Five benefits your hospital can realize today with integrated remote patient monitoring

Sicker patients, chronic understaffing, high rates of clinician burnout, higher operational expenses paired with less income.

All these realities, and more, are straining providers, patients, and hospital systems across the country. At the same time, we are in an era where transformative technologies, such as wearables and continuous remote monitoring, have the potential to shift healthcare from a reactive to proactive model.¹ At Medtronic, innovations in medical technology have led to new and expanded options for continuous patient monitoring. 

Below are five data-supported ways that continuous remote patient monitoring is impactful.

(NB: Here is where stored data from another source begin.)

use clap::Parser;
use site_brochure::{Brochure, Mode, Tone};
use std::error::Error;

#[derive(Parser, Debug)]
#[command(author, version, about, long_about = None)]
struct Args {
    /// Company website
    #[arg(short, long)]
    url: String,

    /// Company name
    #[arg(short, long)]
    company: Option<String>,

    /// JSON configuration string
    #[arg(long)]
    config: Option<String>,

    /// Path to JSON configuration file
    #[arg(long)]
    config_file: Option<String>,

    /// Run without a model
    #[arg(short, long)]
    mock: bool,

    /// Translate the result into this language
    #[arg(short, long)]
    translate_to: Option<String>,
}

#[tokio::main]
async fn main() -> Result<(), Box<dyn Error>> {
    // Initialize logger
    env_logger::init();

    let args = Args::parse();
    println!("Building brochure for: {}", args.url);

    let mut builder = Brochure::new(&args.url).with_tone(Tone::Formal);

    // Apply configuration from file if specified
    if let Some(config_file) = args.config_file {
        println!("Loading configuration from file: {}", config_file);
        builder = builder.with_config_file(config_file)?;
    }

    // Configuration from a string replaces the file configuration
    if let Some(config_str) = args.config {
        println!("Applying configuration from string");
        builder = builder.with_config_str(&config_str)?;
    }

    if let Some(company) = args.company {
        builder = builder.with_company(company);
    }
    if args.mock {
        builder = builder.with_mode(Mode::Mock);
    }
    if let Some(language) = args.translate_to {
        builder = builder.with_translation(language);
    }

    let start_time = std::time::Instant::now();
    let output = builder.generate().await?;

    println!("{}", output.markdown);
    if let Some((language, translated)) = &output.translation {
        println!("\n--- {} ---\n\n{}", language, translated);
    }

    println!(
        "\nBuilt from {} pages in {:.2} seconds.",
        output.pages.len(),
        start_time.elapsed().as_secs_f64()
    );
    Ok(())
}
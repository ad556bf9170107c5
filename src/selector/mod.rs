//! Link selection
//!
//! Reduces the raw links of a home page to a small, typed, same-site set that
//! is worth reading for a brochure. Two strategies share the
//! [`LinkSelector`] contract:
//!
//! - [`HeuristicSelector`]: keyword scoring on URL paths, no backend needed
//! - [`BackendSelector`]: asks the generation backend and re-validates the reply
//!
//! Which one runs is decided by [`Mode`](crate::config::Mode), never by the
//! selectors themselves.

pub mod backend;
pub mod heuristic;

pub use backend::{BackendSelector, parse_selection};
pub use heuristic::HeuristicSelector;

use crate::results::{LinkSelection, SelectedLink};
use async_trait::async_trait;
use url::Url;

/// Produce a link selection for a site
#[async_trait]
pub trait LinkSelector: Send + Sync {
    /// Select brochure-relevant links among `raw_links` found on `base_url`
    ///
    /// Never fails: a selector with nothing to offer returns an empty (or, for
    /// the heuristic, home-only) selection.
    async fn select(&self, base_url: &Url, raw_links: &[String]) -> LinkSelection;
}

/// Sort by score (missing scores count as zero) and keep the first `max_links`
///
/// The sort is stable, so equally scored links keep their discovery order.
pub(crate) fn rank_and_cap(mut links: Vec<SelectedLink>, max_links: usize) -> LinkSelection {
    links.sort_by(|a, b| b.score.unwrap_or(0).cmp(&a.score.unwrap_or(0)));
    links.truncate(max_links);
    LinkSelection::new(links)
}

#[cfg(test)]
mod tests {
    use super::*;

    #[test]
    fn test_rank_and_cap_is_stable() {
        let links = vec![
            SelectedLink::new("blog", "https://acme.test/blog").with_score(70),
            SelectedLink::new("about", "https://acme.test/about").with_score(95),
            SelectedLink::new("news", "https://acme.test/news").with_score(70),
            SelectedLink::new("page", "https://acme.test/x"),
        ];
        let ranked = rank_and_cap(links, 3);
        let urls: Vec<_> = ranked.links.iter().map(|l| l.url.as_str()).collect();
        assert_eq!(
            urls,
            vec![
                "https://acme.test/about",
                "https://acme.test/blog",
                "https://acme.test/news"
            ]
        );
    }
}
use crate::config::FetchConfig;
use crate::crawlers::crawler::PageFetcher;
use crate::error::{Error, FetchError};
use async_trait::async_trait;
use reqwest::Client;
use reqwest::header::{ACCEPT, ACCEPT_LANGUAGE, CONTENT_TYPE, HeaderMap, HeaderValue};
use std::time::Duration;
use url::Url;

const ACCEPT_HTML: &str = "text/html,application/xhtml+xml,application/xml;q=0.9,*/*;q=0.8";

/// Plain HTTP page fetcher with a fixed politeness delay
#[derive(Debug, Clone)]
pub struct HttpFetcher {
    client: Client,
    delay: Duration,
}

impl HttpFetcher {
    /// Build a fetcher from configuration
    pub fn new(config: &FetchConfig) -> Result<Self, Error> {
        let mut headers = HeaderMap::new();
        headers.insert(ACCEPT, HeaderValue::from_static(ACCEPT_HTML));
        let accept_language = HeaderValue::from_str(&config.accept_language)
            .map_err(|e| Error::Config(format!("invalid accept_language: {}", e)))?;
        headers.insert(ACCEPT_LANGUAGE, accept_language);

        let client = Client::builder()
            .user_agent(config.user_agent.clone())
            .default_headers(headers)
            .timeout(Duration::from_secs(config.timeout_secs))
            .build()?;

        Ok(Self {
            client,
            delay: Duration::from_millis(config.delay_ms),
        })
    }
}

#[async_trait]
impl PageFetcher for HttpFetcher {
    async fn fetch(&self, url: &str) -> Result<String, FetchError> {
        ::log::info!("Fetching page {}", url);
        if !self.delay.is_zero() {
            tokio::time::sleep(self.delay).await;
        }

        let resp = self
            .client
            .get(url)
            .send()
            .await
            .map_err(|e| request_error(url, e))?;

        let status = resp.status();
        if !status.is_success() {
            return Err(FetchError::Status {
                url: url.to_string(),
                status: status.as_u16(),
            });
        }

        let content_type = resp
            .headers()
            .get(CONTENT_TYPE)
            .and_then(|v| v.to_str().ok())
            .unwrap_or_default()
            .to_string();
        if !content_type.to_lowercase().contains("html") {
            return Err(FetchError::NotHtml {
                url: url.to_string(),
                content_type,
            });
        }

        let body = resp.text().await.map_err(|e| request_error(url, e))?;
        ::log::debug!("Fetched {} ({} bytes)", url, body.len());
        Ok(body)
    }

    /// Informational only: the result is logged and never enforced.
    async fn robots_txt(&self, base_url: &Url) -> Option<String> {
        let robots_url = base_url.join("/robots.txt").ok()?;

        match self.client.get(robots_url.as_str()).send().await {
            Ok(resp) if resp.status().is_success() => {
                ::log::info!("robots.txt found at {}", robots_url);
                match resp.text().await {
                    Ok(body) => Some(body),
                    Err(e) => {
                        ::log::warn!("Could not read robots.txt at {}: {}", robots_url, e);
                        None
                    }
                }
            }
            Ok(resp) => {
                ::log::info!("No robots.txt at {} (HTTP {})", robots_url, resp.status());
                None
            }
            Err(e) => {
                ::log::warn!("Could not check robots.txt at {}: {}", robots_url, e);
                None
            }
        }
    }
}

fn request_error(url: &str, err: reqwest::Error) -> FetchError {
    if err.is_timeout() {
        FetchError::Timeout {
            url: url.to_string(),
        }
    } else {
        FetchError::Request {
            url: url.to_string(),
            source: err,
        }
    }
}
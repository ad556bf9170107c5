use crate::filter::UrlFilter;
use crate::llm::CompletionBackend;
use crate::results::{LinkSelection, SelectedLink};
use crate::selector::{LinkSelector, rank_and_cap};
use crate::utils::{estimate_tokens, truncate_chars};
use async_trait::async_trait;
use serde_json::{Value, json};
use std::collections::HashSet;
use std::sync::Arc;
use url::Url;

/// Characters of an unparsable reply kept in the error log
const RAW_EXCERPT_CHARS: usize = 200;

/// Selector that lets the generation backend pick the links
pub struct BackendSelector {
    backend: Arc<dyn CompletionBackend>,
    max_links: usize,
}

impl BackendSelector {
    pub fn new(backend: Arc<dyn CompletionBackend>, max_links: usize) -> Self {
        Self { backend, max_links }
    }

    fn system_prompt(host: &str, max_links: usize) -> String {
        format!(
            r#"You select the links of a company website that are most useful for writing a corporate brochure.

STRICT RULES:
- Reply with valid JSON only, no extra text or comments.
- Required shape:
  {{"links": [{{"type": "...", "url": "...", "score": 0-100, "rationale": "..."}}]}}
- Only include links on the SAME DOMAIN as {host} (same host or its subdomains).
- Priority, roughly in this order:
  - About / Company / Team
  - Community / Ecosystem
  - Careers / Jobs
  - Customers / Clients / Success stories
  - Partners / Alliances
  - Press / News
  - Blog / Insights / Articles
- ALWAYS exclude:
  - login, signup, sign-in, register
  - privacy, terms, conditions, cookies
  - in-page anchors (#something), mail (mailto:) and phone (tel:) links
  - cart, checkout, pricing or demo pages that say nothing about the company
- Turn relative links into absolute ones using the base URL.
- At most {max_links} links."#
        )
    }

    /// Few-shot exchanges followed by the real request, as one tagged transcript
    fn user_prompt(base_url: &Url, links: &[String]) -> String {
        let examples = [
            (
                "https://example.com",
                vec![
                    "https://example.com/",
                    "https://example.com/about",
                    "https://example.com/careers",
                    "https://example.com/privacy",
                    "https://example.com/login",
                ],
                json!({"links": [
                    {"type": "home", "url": "https://example.com/", "score": 85,
                     "rationale": "Main landing page of the company."},
                    {"type": "about", "url": "https://example.com/about", "score": 95,
                     "rationale": "About page with key company information."},
                    {"type": "careers", "url": "https://example.com/careers", "score": 88,
                     "rationale": "Jobs and culture section."}
                ]}),
            ),
            (
                "https://contoso.io",
                vec![
                    "https://contoso.io/",
                    "https://contoso.io/customers",
                    "https://contoso.io/blog",
                    "https://contoso.io/terms",
                ],
                json!({"links": [
                    {"type": "home", "url": "https://contoso.io/", "score": 85,
                     "rationale": "Company front page."},
                    {"type": "customers", "url": "https://contoso.io/customers", "score": 92,
                     "rationale": "Customer stories and references."},
                    {"type": "blog", "url": "https://contoso.io/blog", "score": 80,
                     "rationale": "Articles that show expertise."}
                ]}),
            ),
        ];

        let mut prompt = String::new();
        for (base, found, answer) in examples {
            prompt.push_str(&format!(
                "[USER]\nBase URL: {}\n\nLinks found:\n{}\n\n[ASSISTANT]\n{}\n\n",
                base,
                found.join("\n"),
                answer
            ));
        }
        prompt.push_str(&format!(
            "[USER]\nBase URL: {}\n\nLinks found:\n{}",
            base_url,
            links.join("\n")
        ));
        prompt
    }
}

#[async_trait]
impl LinkSelector for BackendSelector {
    async fn select(&self, base_url: &Url, raw_links: &[String]) -> LinkSelection {
        let Some(filter) = UrlFilter::for_site(base_url) else {
            ::log::warn!("Base URL {} has no host; nothing to select", base_url);
            return LinkSelection::empty();
        };

        let links = filter.same_site_links(raw_links);
        ::log::info!("Backend link selector: {} same-site links", links.len());
        if links.is_empty() {
            ::log::warn!("No same-site links to choose from; returning an empty selection");
            return LinkSelection::empty();
        }

        let system = Self::system_prompt(filter.host(), self.max_links);
        let user = Self::user_prompt(base_url, &links);
        ::log::debug!(
            "Link selection prompt: {} chars (~{} tokens)",
            system.len() + user.len(),
            estimate_tokens(&system) + estimate_tokens(&user)
        );

        match self.backend.complete(&system, &user).await {
            Ok(raw) => {
                let selection = parse_selection(&raw, base_url, self.max_links);
                ::log::info!(
                    "Backend link selector: {} links kept after validation",
                    selection.len()
                );
                selection
            }
            Err(e) => {
                ::log::warn!("Link selection request failed, continuing without links: {}", e);
                LinkSelection::empty()
            }
        }
    }
}

/// Parse and re-validate a backend reply
///
/// The reply is untrusted: the JSON object is taken from the first `{` to the
/// last `}`, and every entry is re-normalized against `base_url`, checked for
/// site membership and deduplicated. Anything unusable yields an empty
/// selection.
pub fn parse_selection(raw: &str, base_url: &Url, max_links: usize) -> LinkSelection {
    if raw.trim().is_empty() {
        ::log::warn!("Backend returned an empty link selection");
        return LinkSelection::empty();
    }

    let json_text = match (raw.find('{'), raw.rfind('}')) {
        (Some(start), Some(end)) if end > start => &raw[start..=end],
        _ => raw,
    };

    let data: Value = match serde_json::from_str(json_text) {
        Ok(data) => data,
        Err(e) => {
            ::log::error!(
                "Could not parse link selection as JSON ({}): {}",
                e,
                truncate_chars(raw, RAW_EXCERPT_CHARS)
            );
            return LinkSelection::empty();
        }
    };

    let Some(items) = data.get("links").and_then(Value::as_array) else {
        ::log::warn!("Link selection has no 'links' array");
        return LinkSelection::empty();
    };

    let Some(filter) = UrlFilter::for_site(base_url) else {
        return LinkSelection::empty();
    };

    let mut seen = HashSet::new();
    let mut cleaned = Vec::new();
    for item in items.iter().filter_map(Value::as_object) {
        let href = match item.get("url") {
            Some(Value::String(s)) if !s.trim().is_empty() => s.as_str(),
            _ => continue,
        };
        let Some(url) = filter.normalize(href) else {
            continue;
        };
        if !filter.is_same_site(&url) {
            ::log::debug!("Dropping off-site link from selection: {}", url);
            continue;
        }
        let url = String::from(url);
        if !seen.insert(url.clone()) {
            continue;
        }

        let page_type = match item.get("type") {
            Some(Value::String(s)) if !s.trim().is_empty() => s.trim().to_string(),
            _ => "page".to_string(),
        };

        let mut link = SelectedLink::new(page_type, url).with_score(coerce_score(item.get("score")));
        if let Some(rationale) = item.get("rationale").and_then(Value::as_str) {
            let rationale = rationale.trim();
            if !rationale.is_empty() {
                link = link.with_rationale(rationale);
            }
        }
        cleaned.push(link);
    }

    rank_and_cap(cleaned, max_links)
}

/// Integer score clamped to 0..=100; anything unusable is 0
fn coerce_score(value: Option<&Value>) -> u8 {
    let score = match value {
        Some(Value::Number(n)) => n.as_i64().or_else(|| n.as_f64().map(|f| f.trunc() as i64)),
        Some(Value::String(s)) => {
            let s = s.trim();
            s.parse::<i64>()
                .ok()
                .or_else(|| s.parse::<f64>().ok().filter(|f| f.is_finite()).map(|f| f.trunc() as i64))
        }
        _ => None,
    };
    score.unwrap_or(0).clamp(0, 100) as u8
}
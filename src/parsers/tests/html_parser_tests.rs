use crate::parsers::html;

#[cfg(test)]
mod tests {
    use super::*;

    const ACME_HOME: &str = r##"<!DOCTYPE html>
<html>
<head>
  <title>Acme — Home</title>
  <meta name="description" content="  Acme builds anvils.  ">
  <style>body { color: red; }</style>
  <script>window.track = "secret";</script>
</head>
<body>
  <header><a href="/">Logo</a> Sign in</header>
  <nav><a href="/about">About</a><a href="/privacy">Privacy</a></nav>
  <main>
    <h1>Anvils   for
      everyone</h1>
    <p>We have made anvils   since 1949.</p>
    <h2>Our <em>team</em></h2>
    <p>Meet the people.</p>
    <a href="https://external.example/x">Partner</a>
    <a href="#top">Back to top</a>
    <a href="javascript:void(0)">Menu</a>
    <a href="mailto:hello@acme.test">Mail us</a>
    <a href="/about#history">History</a>
  </main>
  <aside>Related posts</aside>
  <footer>© Acme</footer>
</body>
</html>"##;

    #[test]
    fn test_extract_links_resolves_and_filters_pseudo_links() {
        let links = html::extract_links(ACME_HOME, "https://acme.test");
        assert_eq!(
            links,
            vec![
                "https://acme.test/",
                "https://acme.test/about",
                "https://acme.test/privacy",
                "https://external.example/x",
            ]
        );
    }

    #[test]
    fn test_extract_links_has_no_duplicates_and_only_absolute_urls() {
        let html = r##"<a href="a">1</a><a href="./a">2</a><a href="/a">3</a>
            <a href="  /b  ">4</a><a href="JavaScript:alert(1)">5</a><a href="">6</a>
            <a>no href</a><a href="#">7</a>"##;
        let links = html::extract_links(html, "https://acme.test/");
        assert_eq!(links, vec!["https://acme.test/a", "https://acme.test/b"]);
        for link in &links {
            assert!(url::Url::parse(link).unwrap().has_host());
        }
    }

    #[test]
    fn test_parse_links_keeps_raw_href_and_source() {
        let links = html::parse_links(r#"<a href="/about">About</a>"#, "https://acme.test/en");
        assert_eq!(links.len(), 1);
        assert_eq!(links[0].href, "/about");
        assert_eq!(links[0].url, "https://acme.test/about");
        assert_eq!(links[0].source, "https://acme.test/en");
    }

    #[test]
    fn test_extract_links_with_invalid_base_keeps_absolute_hrefs() {
        let html = r#"<a href="/relative">r</a><a href="https://acme.test/abs#x">a</a>"#;
        let links = html::extract_links(html, "not a url");
        assert_eq!(links, vec!["https://acme.test/abs"]);
    }

    #[test]
    fn test_clean_text_drops_boilerplate() {
        let text = html::clean_text(ACME_HOME);

        assert!(!text.contains("secret"));
        assert!(!text.contains("color: red"));
        assert!(!text.contains("Sign in"));
        assert!(!text.contains("Privacy"));
        assert!(!text.contains("Related posts"));
        assert!(!text.contains("© Acme"));

        assert!(text.contains("We have made anvils   since 1949."));
        assert!(text.contains("Meet the people."));
        assert!(text.lines().all(|line| line == line.trim() && !line.is_empty()));
    }

    #[test]
    fn test_clean_text_is_total() {
        assert_eq!(html::clean_text(""), "");
        assert_eq!(html::clean_text("   "), "");
        assert_eq!(html::clean_text("plain words"), "plain words");
        assert_eq!(html::clean_text("<p>unclosed <b>tags"), "unclosed\ntags");
        assert_eq!(html::clean_text("<script>only script"), "");
    }

    #[test]
    fn test_extract_metadata() {
        let meta = html::extract_metadata(ACME_HOME);
        assert_eq!(meta.title, "Acme — Home");
        assert_eq!(meta.headings, vec!["Anvils for everyone", "Our team"]);
        assert_eq!(meta.description, "Acme builds anvils.");
    }

    #[test]
    fn test_extract_metadata_falls_back_to_open_graph() {
        let html = r#"<head>
            <meta name="description" content="   ">
            <meta property="og:description" content="OG text">
            </head>"#;
        assert_eq!(html::extract_metadata(html).description, "OG text");
    }

    #[test]
    fn test_extract_metadata_caps_headings() {
        let html: String = (0..15).map(|i| format!("<h2>Heading {i}</h2><h3>x</h3>")).collect();
        let meta = html::extract_metadata(&html);
        assert_eq!(meta.headings.len(), html::MAX_HEADINGS);
        assert_eq!(meta.headings[0], "Heading 0");
        assert!(meta.title.is_empty());
    }

    #[test]
    fn test_site_name() {
        assert_eq!(html::site_name(ACME_HOME).as_deref(), Some("Acme"));
        assert_eq!(
            html::site_name(r#"<meta property="og:site_name" content="Acme Inc">"#).as_deref(),
            Some("Acme Inc")
        );
        assert_eq!(
            html::site_name("<title>Globex - Welcome</title>").as_deref(),
            Some("Globex")
        );
        assert_eq!(html::site_name("<p>no title</p>"), None);
    }
}
use tracing::debug;

use crate::config::SessionTiming;
use crate::session::{CalibrationSession, SessionState, TestType};

const STEP_MS: u64 = 100;
const TICK_MS: u64 = 1000;

/// Synthetic player for CLI runs: no real pointer exists, so hits and
/// pointer samples are generated at a configurable skill level, the same
/// way the rest of the device data in this app is simulated.
pub struct SimulatedPlayer {
    skill: f64,
    rng: fastrand::Rng,
}

impl SimulatedPlayer {
    pub fn new(skill: f64) -> Self {
        Self::with_rng(skill, fastrand::Rng::new())
    }

    pub fn with_seed(skill: f64, seed: u64) -> Self {
        Self::with_rng(skill, fastrand::Rng::with_seed(seed))
    }

    fn with_rng(skill: f64, rng: fastrand::Rng) -> Self {
        Self {
            skill: skill.clamp(0.0, 1.0),
            rng,
        }
    }

    /// Drive a session from start to completion over simulated time:
    /// 100ms steps, ticks every second, path points on the tracking
    /// cadence. Returns the finalized 0-100 score.
    pub fn run(&mut self, session: &mut CalibrationSession, timing: &SessionTiming) -> u8 {
        session.start();
        let mut elapsed: u64 = 0;
        let mut next_tick = TICK_MS;
        let mut next_path = timing.path_interval_ms;

        loop {
            elapsed += STEP_MS;

            match session.test_type() {
                TestType::Accuracy | TestType::Speed => self.step_clicks(session),
                TestType::Tracking => self.step_pointer(session, timing),
            }

            if elapsed >= next_path {
                session.path_tick();
                next_path += timing.path_interval_ms;
            }

            if elapsed >= next_tick {
                if let Some(score) = session.tick() {
                    debug!(
                        test = %session.test_type(),
                        raw = session.score(),
                        final_score = score,
                        "simulated run complete"
                    );
                    return score;
                }
                next_tick += TICK_MS;
            }

            if session.state() != SessionState::Running {
                return 0;
            }
        }
    }

    /// Click cadence scales with skill (roughly 0.4 to 1.6 attempts/sec);
    /// each attempt lands with probability tied to skill as well.
    fn step_clicks(&mut self, session: &mut CalibrationSession) {
        let attempts_per_sec = 0.4 + self.skill * 1.2;
        if self.rng.f64() >= attempts_per_sec * (STEP_MS as f64 / 1000.0) {
            return;
        }
        let unhit: Vec<usize> = session
            .targets()
            .iter()
            .filter(|t| !t.hit)
            .map(|t| t.id)
            .collect();
        if unhit.is_empty() {
            return;
        }
        if self.rng.f64() < 0.5 + self.skill / 2.0 {
            let id = unhit[self.rng.usize(..unhit.len())];
            session.register_hit(id);
        }
    }

    /// One pointer sample per step, landing inside the proximity radius
    /// with probability tied to skill.
    fn step_pointer(&mut self, session: &mut CalibrationSession, timing: &SessionTiming) {
        let Some(point) = session.path().last().copied() else {
            return;
        };
        let on_path = self.rng.f64() < 0.3 + self.skill * 0.6;
        let radius = if on_path {
            self.rng.f64() * (timing.path_proximity - 1.0)
        } else {
            timing.path_proximity + 10.0 + self.rng.f64() * 200.0
        };
        let angle = self.rng.f64() * std::f64::consts::TAU;
        session.pointer_sample(point.x + radius * angle.cos(), point.y + radius * angle.sin());
    }
}
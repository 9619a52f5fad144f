pub mod calibrate;
pub mod device;
pub mod profiles;
pub mod recommend;
pub mod settings;
pub mod transfer;
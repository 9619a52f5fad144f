use std::fs;
use std::path::{Path, PathBuf};

use chrono::Utc;
use serde::de::DeserializeOwned;
use serde::{Deserialize, Serialize};
use tracing::warn;

use crate::error::{TnResult, TunerError};
use crate::profiles::GameProfile;
use crate::scoring::CalibrationResult;
use crate::settings::MouseSettings;

pub const EXPORT_VERSION: &str = "1.0";

const KEY_SETTINGS: &str = "mousetuner_settings";
const KEY_PROFILES: &str = "mousetuner_profiles";
const KEY_CALIBRATION: &str = "mousetuner_calibration";

/// Everything a user can carry between installs. `version` and
/// `export_date` are required on import; the three payload fields apply
/// independently and may each be absent.
#[derive(Serialize, Deserialize, Debug, Clone, PartialEq)]
#[serde(rename_all = "camelCase")]
pub struct ExportBundle {
    pub settings: Option<MouseSettings>,
    pub profiles: Option<Vec<GameProfile>>,
    pub calibration: Option<CalibrationResult>,
    pub export_date: String,
    pub version: String,
}

/// Key-value persistence: one JSON record per key in a data directory,
/// optionally suffixed by a user id. Last write wins; concurrent writers
/// are out of scope.
#[derive(Debug, Clone)]
pub struct TunerStore {
    dir: PathBuf,
}

impl TunerStore {
    pub fn open(dir: impl Into<PathBuf>) -> TnResult<Self> {
        let dir = dir.into();
        fs::create_dir_all(&dir)?;
        Ok(Self { dir })
    }

    pub fn dir(&self) -> &Path {
        &self.dir
    }

    fn record_path(&self, key: &str, user: Option<&str>) -> PathBuf {
        match user {
            Some(user) => self.dir.join(format!("{}_{}.json", key, user)),
            None => self.dir.join(format!("{}.json", key)),
        }
    }

    fn write_record<T: Serialize>(&self, key: &str, user: Option<&str>, value: &T) -> TnResult<()> {
        let json = serde_json::to_string_pretty(value)?;
        fs::write(self.record_path(key, user), json)?;
        Ok(())
    }

    fn read_record<T: DeserializeOwned>(&self, key: &str, user: Option<&str>) -> TnResult<Option<T>> {
        let path = self.record_path(key, user);
        if !path.exists() {
            return Ok(None);
        }
        let content = fs::read_to_string(path)?;
        Ok(Some(serde_json::from_str(&content)?))
    }

    pub fn save_settings(&self, settings: &MouseSettings, user: Option<&str>) -> TnResult<()> {
        settings.validate()?;
        self.write_record(KEY_SETTINGS, user, settings)
    }

    pub fn load_settings(&self, user: Option<&str>) -> TnResult<Option<MouseSettings>> {
        self.read_record(KEY_SETTINGS, user)
    }

    pub fn save_profiles(&self, profiles: &[GameProfile], user: Option<&str>) -> TnResult<()> {
        self.write_record(KEY_PROFILES, user, &profiles)
    }

    pub fn load_profiles(&self, user: Option<&str>) -> TnResult<Option<Vec<GameProfile>>> {
        self.read_record(KEY_PROFILES, user)
    }

    pub fn save_calibration(&self, results: &CalibrationResult, user: Option<&str>) -> TnResult<()> {
        self.write_record(KEY_CALIBRATION, user, results)
    }

    pub fn load_calibration(&self, user: Option<&str>) -> TnResult<Option<CalibrationResult>> {
        self.read_record(KEY_CALIBRATION, user)
    }

    /// Remove the three user records. Missing records are not an error.
    pub fn clear(&self, user: Option<&str>) -> TnResult<()> {
        for key in [KEY_SETTINGS, KEY_PROFILES, KEY_CALIBRATION] {
            let path = self.record_path(key, user);
            if path.exists() {
                fs::remove_file(path)?;
            }
        }
        Ok(())
    }

    pub fn export(&self, user: Option<&str>) -> TnResult<ExportBundle> {
        Ok(ExportBundle {
            settings: self.load_settings(user)?,
            profiles: self.load_profiles(user)?,
            calibration: self.load_calibration(user)?,
            export_date: Utc::now().to_rfc3339(),
            version: EXPORT_VERSION.to_string(),
        })
    }

    pub fn export_json(&self, user: Option<&str>) -> TnResult<String> {
        Ok(serde_json::to_string_pretty(&self.export(user)?)?)
    }

    /// Import a previously exported bundle. Rejects payloads missing
    /// `version` or `exportDate` before touching any record; present
    /// payload fields are then applied independently.
    pub fn import_json(&self, data: &str, user: Option<&str>) -> TnResult<()> {
        let raw: serde_json::Value = serde_json::from_str(data)
            .map_err(|e| TunerError::Validation(format!("Invalid export data: {}", e)))?;

        if raw.get("version").is_none() || raw.get("exportDate").is_none() {
            return Err(TunerError::Validation(
                "Invalid export data format: missing version or exportDate".into(),
            ));
        }

        let bundle: ExportBundle = serde_json::from_value(raw)
            .map_err(|e| TunerError::Validation(format!("Invalid export data: {}", e)))?;

        if bundle.version != EXPORT_VERSION {
            warn!(version = %bundle.version, "importing bundle from a different export version");
        }

        if let Some(settings) = &bundle.settings {
            self.save_settings(settings, user)?;
        }
        if let Some(profiles) = &bundle.profiles {
            self.save_profiles(profiles, user)?;
        }
        if let Some(calibration) = &bundle.calibration {
            self.save_calibration(calibration, user)?;
        }
        Ok(())
    }
}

1. Improved patient satisfaction

A hospital stay can be an uncertain and tense time for patients and their loved ones. Connected tethered devices can be uncomfortable to the patient, restricting movement, lights and alarms can be distressing, while intermittent vital sign monitoring can be disruptive, especially during overnight hours. Wearable continuous remote patient monitoring systems allow for collection of multiple vital signs without lights, noises, or cords by employing sensors that adhere to the skin, allowing for unobstructed movement.^2,3 Recent studies have observed that use of continuous remote monitoring reduces the amount of time spent on vital sign monitoring, while providing more time for other patient-provider interactions and care activities, which may contribute to a more proactive care environment.⁴

In addition, patients have reported feeling safer while being monitored using a continuous remote patient monitor^5,6

2. Improved in-hospital outcomes

Abnormal vital signs are an indication of clinical deterioration, with early detection and response considered a key element to avoid or limit further worsening.⁷ In addition to being disruptive to patients, especially overnight, intermittent vital sign monitoring can be inaccurate, incomplete, and miss changes in physiological parameters that occur in-between monitoring.^7-9 Further, vital sign monitoring takes up clinician time, and intermittent checks may be missed at times of understaffing, which has been associated with more negative outcomes.^4,10-12

Continuous remote monitoring can allow for early detection of clinical deterioration, which can support timely intervention and avoid or limit poor clinical outcomes.¹⁰ Meta-analyses have found that continuous remote patient monitoring has the potential to facilitate early detection of clinical deterioration and reduce ICU transfers, rapid response activations, complications, and mortality.^13,14

3.  Decreased administrative burden

Clinicians can spend a notable amount of time on administrative tasks, including charting vital signs.¹⁰ By integrating into existing hospital systems, technology can help reduce administrative burden and enhance the patient and clinician experience by simplifying workflows and allowing more time for meaningful patient care. Clinicians see the benefit of continuous remote monitoring platforms, with one survey of clinicians reporting over 85% of respondents giving preference for wireless monitors over tethered systems, and the majority of respondents believing that continuous remote monitoring could provide earlier detection of clinical deterioration, while decreasing resuscitation and in-hospital mortality.¹⁵

4. Trending and AI

Monitoring of vital signs is used as an indication of a patient’s overall health status, which requires identification and interpretation of trends within the data to effectively respond to signs of clinical deterioration. Integration of AI into the continuous remote monitoring platform has the potential to provide unique and individualized insights into patient health and recovery by providing information on vital sign trending, which may allow clinicians to provide more proactive care and initiate timely interventions, to improve patient safety and outcomes.¹⁶

5. Complete Transition from Hospital-to-Home

Increase in patient complexity, surgeries being completed outside the operating room or with same-day discharge, and high healthcare costs means that more patients are being discharged when they may still be sick or in early recovery, posing a safety risk.¹⁷ Technologies that allow for continuous monitoring of patients from hospital to home can provide seamless care and allow for earlier detection of decline than without monitoring. Further, remote patient monitoring at-home can provide a feeling of additional safety for patients, with one meta-analysis showing improved quality of life measures for patients who received monitoring at-home.¹⁸

Conclusion

The value of continuous remote patient monitoring is multi-fold, with patients feeling safer, earlier identification of patient deterioration, and reduced administrative burden while receiving unique physiological insights for clinicians*. Medtronic has a comprehensive solution, HealthCast™, that includes a multi-parameter wearable sensor, a remote monitoring system connecting patient data directly into the EMR, and full-service implementation that can be implemented today.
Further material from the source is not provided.